In this situation, three different waves of three different frequencies interact in a nonlinear (but classical) manner to exchange energy between the modes. Suppose you have three waves with three frequencies, obeying the relation $$\omega_e = \omega_g + \omega_p$$. (This ‘frequency matching’ is usually a requirement for getting a strong three-wave interaction.) When these three waves interact, it turns out (because of something called the Manley-Rowe relations) that the energy $$E_e$$ gained/lost by the $$\omega_e$$ wave always is split up between the other two energies $$E_g$$ and $$E_p$$ in proportion to their frequencies. Specifically, $$\Delta E_e/\omega_e = -\Delta E_g/\omega_g = -\Delta E_p/\omega_p$$. So the number of "quanta" exchanged between these three modes just what you’d expect if they were made up of particles with energy $$\hbar \omega$$.

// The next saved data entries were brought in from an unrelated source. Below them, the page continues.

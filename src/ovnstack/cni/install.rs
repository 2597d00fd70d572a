/*
 * Copyright (C) 2024 The Nanocloud Authors
 *
 * Licensed under the Apache License, Version 2.0 (the "License");
 * you may not use this file except in compliance with the License.
 * You may obtain a copy of the License at
 *
 * http://www.apache.org/licenses/LICENSE-2.0
 *
 * Unless required by applicable law or agreed to in writing, software
 * distributed under the License is distributed on an "AS IS" BASIS,
 * WITHOUT WARRANTIES OR CONDITIONS OF ANY KIND, either express or implied.
 * See the License for the specific language governing permissions and
 * limitations under the License.
 */


//! Installs the CNI plugin on a node: the plugin binary link and the network
//! configuration the container runtime reads.

use super::types::{IpamConf, NetConf, DEFAULT_CNI_VERSION};
use crate::ovnstack::config::OverlayConfig;
use crate::ovnstack::error::OverlayError;
use crate::ovnstack::ipam::Cidr;
use crate::ovnstack::logger::{log_debug, log_info};
use std::env;
use std::fs;
use std::os::unix::fs::{symlink, PermissionsExt};
use std::path::{Path, PathBuf};

#[derive(Clone, Debug, PartialEq, Eq)]
pub struct PluginInstall {
    pub link: PathBuf,
    pub link_created: bool,
    pub conf: PathBuf,
    pub conf_written: bool,
}

/// Links the plugin binary into the CNI bin directory and writes the network
/// configuration. Neither is touched when already present.
pub fn install_plugin(config: &OverlayConfig, node_subnet: &Cidr) -> Result<PluginInstall, OverlayError> {
    let link = config.cni_bin_dir.join(&config.cni_plugin_link);
    let link_created = if link.symlink_metadata().is_ok() {
        log_debug(
            "cni",
            "Plugin link already present",
            &[("path", &link.display().to_string())],
        );
        false
    } else {
        let binary = find_in_path(&config.cni_plugin_binary).ok_or_else(|| {
            OverlayError::config(format!(
                "CNI plugin executable '{}' not found in PATH",
                config.cni_plugin_binary
            ))
        })?;
        create_dir(&config.cni_bin_dir)?;
        symlink(&binary, &link).map_err(|err| {
            OverlayError::io(
                format!("link {} -> {}", link.display(), binary.display()),
                err,
            )
        })?;
        true
    };

    let conf = config.cni_conf_dir.join(&config.cni_conf_file);
    let conf_written = if conf.exists() {
        log_debug(
            "cni",
            "Network configuration already present",
            &[("path", &conf.display().to_string())],
        );
        false
    } else {
        create_dir(&config.cni_conf_dir)?;
        let rendered = serde_json::to_string_pretty(&network_conf(config, node_subnet))
            .map_err(|err| OverlayError::config(format!("render network configuration: {err}")))?;
        fs::write(&conf, rendered)
            .map_err(|err| OverlayError::io(format!("write {}", conf.display()), err))?;
        true
    };

    log_info(
        "cni",
        "CNI plugin installed",
        &[
            ("link", &link.display().to_string()),
            ("conf", &conf.display().to_string()),
            ("conf_written", if conf_written { "true" } else { "false" }),
        ],
    );
    Ok(PluginInstall {
        link,
        link_created,
        conf,
        conf_written,
    })
}

fn network_conf(config: &OverlayConfig, node_subnet: &Cidr) -> NetConf {
    NetConf {
        cni_version: DEFAULT_CNI_VERSION.to_string(),
        name: "net".to_string(),
        plugin_type: config.cni_plugin_link.clone(),
        bridge: config.integration_bridge.clone(),
        ipam: IpamConf {
            ipam_type: "host-local".to_string(),
            subnet: Some(node_subnet.network_cidr().to_string()),
            routes: Vec::new(),
        },
        ip_masq: false,
        is_gateway: true,
        log_level: None,
    }
}

fn create_dir(dir: &Path) -> Result<(), OverlayError> {
    fs::create_dir_all(dir).map_err(|err| OverlayError::io(format!("create {}", dir.display()), err))
}

pub fn find_in_path(name: &str) -> Option<PathBuf> {
    if Path::new(name).components().count() > 1 {
        return Path::new(name).canonicalize().ok();
    }

    env::var_os("PATH").and_then(|paths| {
        env::split_paths(&paths).find_map(|dir| {
            let candidate = dir.join(name);
            if !candidate.is_file() {
                return None;
            }

            match candidate.metadata() {
                Ok(metadata) if metadata.permissions().mode() & 0o111 != 0 => Some(candidate),
                _ => None,
            }
        })
    })
}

What’s more, if you think of $$E_p$$ like the energy in an electromagnetic mode, increasing the intensity of this mode will linearly increase the probability of exchanging energy. And the direction of energy exchange depends on where the energy starts. Start with the energy in $$E_g$$, and $$E_p$$ will drive it to $$E_e$$ (analgous to absorption). But start with the energy in $$E_e$$, and now you’ll get the stimulated emission analog; the presence of $$E_p$$ causes the energy to leave $$E_e$$ into both $$E_p$$ and $$E_g$$. (If all three are populated, the energy transfer direction depends on the relative phases of the oscillators.)

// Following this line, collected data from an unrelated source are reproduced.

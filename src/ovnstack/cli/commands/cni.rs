/*
 * Copyright (C) 2024 The Nanocloud Authors
 *
 * Licensed under the Apache License, Version 2.0 (the "License");
 * you may not use this file except in compliance with the License.
 * You may obtain a copy of the License at
 *
 * http://www.apache.org/licenses/LICENSE-2.0
 *
 * Unless required by applicable law or agreed to in writing, software
 * distributed under the License is distributed on an "AS IS" BASIS,
 * WITHOUT WARRANTIES OR CONDITIONS OF ANY KIND, either express or implied.
 * See the License for the specific language governing permissions and
 * limitations under the License.
 */


use std::collections::HashMap;
use std::env;
use std::io::{self, Read};
use std::sync::Arc;

use serde::Serialize;

use crate::ovnstack::cli::args::OvnCni;
use crate::ovnstack::cli::Terminal;
use crate::ovnstack::cni::types::{CniCommand, CniErrorReply, VersionReply, DEFAULT_CNI_VERSION};
use crate::ovnstack::cni::{
    CniPlugin, HostMetadataResolver, HostNamespaces, InterfaceAttacher, OvnCniPlugin,
};
use crate::ovnstack::config::OverlayConfig;
use crate::ovnstack::error::OverlayError;
use crate::ovnstack::logger::{
    log_error, set_log_destination, set_log_level, LogDestination, LogLevel,
};
use crate::ovnstack::observability::tracing;
use crate::ovnstack::ovsdb::{ControlPlaneDriver, HostDriver};

/// Runs one CNI invocation and returns the process exit code. The result or
/// error document is the only thing written to stdout.
pub async fn run_cni(cli: &OvnCni) -> i32 {
    set_log_destination(LogDestination::Stderr);
    if cli.verbose {
        set_log_level(LogLevel::Debug);
    }
    tracing::init();

    let env: HashMap<String, String> = env::vars().collect();
    let command = match CniCommand::parse(env.get("CNI_COMMAND").map(String::as_str).unwrap_or("")) {
        Ok(command) => command,
        Err(err) => return report_error(DEFAULT_CNI_VERSION, &err),
    };
    if command == CniCommand::Version {
        print_json(&VersionReply::default());
        return 0;
    }

    let mut config = Vec::new();
    if let Err(source) = io::stdin().read_to_end(&mut config) {
        let err = OverlayError::io("read network configuration from stdin", source);
        return report_error(DEFAULT_CNI_VERSION, &err);
    }
    let version = requested_version(&config);

    let plugin = host_plugin(OverlayConfig::from_env());
    let outcome = match command {
        CniCommand::Add => plugin.add(&env, config).await.map(|result| print_json(&result)),
        _ => plugin.delete(&env, config).await,
    };
    match outcome {
        Ok(()) => 0,
        Err(err) => report_error(&version, &err),
    }
}

fn host_plugin(config: OverlayConfig) -> OvnCniPlugin {
    let driver: Arc<dyn ControlPlaneDriver> = Arc::new(HostDriver::new());
    let resolver = Arc::new(HostMetadataResolver::new(
        Arc::clone(&driver),
        config.api_server.clone(),
    ));
    let attacher = InterfaceAttacher::new(driver, Arc::new(HostNamespaces), config.clone());
    OvnCniPlugin::new(attacher, resolver, config)
}

fn requested_version(config: &[u8]) -> String {
    serde_json::from_slice::<serde_json::Value>(config)
        .ok()
        .and_then(|value| {
            value
                .get("cniVersion")
                .and_then(|version| version.as_str())
                .map(str::to_string)
        })
        .unwrap_or_else(|| DEFAULT_CNI_VERSION.to_string())
}

fn report_error(version: &str, err: &OverlayError) -> i32 {
    log_error("cni", "CNI command failed", &[("error", &err.to_string())]);
    print_json(&CniErrorReply::from_error(version, err));
    1
}

fn print_json<T: Serialize>(value: &T) {
    match serde_json::to_string(value) {
        Ok(body) => Terminal::stdout(format_args!("{body}")),
        Err(err) => Terminal::error(format_args!("failed to encode CNI reply: {err}")),
    }
}

#[cfg(test)]
mod tests {
    use super::*;

    #[test]
    fn reply_version_follows_the_request() {
        assert_eq!(requested_version(br#"{"cniVersion":"0.4.0"}"#), "0.4.0");
        assert_eq!(requested_version(b"not json"), DEFAULT_CNI_VERSION);
        assert_eq!(requested_version(b""), DEFAULT_CNI_VERSION);
    }
}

To finish the analogy, you need to think of the photons as single wave, not a set of discrete particles. That step is easy enough (classical EM waves are the classical analog of photons), but you also need to think of the excited and the ground states as two more waves, which may be a bit harder. (Maybe for this you need to think of a group of atoms as a box holding two standing electron waves, one for the excited state, and one for the ground state – or deBroglie oscillations around a Bohr atom.). Even if you don't like this last step, even if you just take the classical EM wave step, it becomes obvious why the “emitted photon” looks just like the incoming photon. They’re not really distinct at all, just different pieces of the total electromagnetic energy $$E_p$$ in a single EM wave. If $$E_p$$ increases for any reason, it will look as if new photons have appeared which have the same properties as the original wave.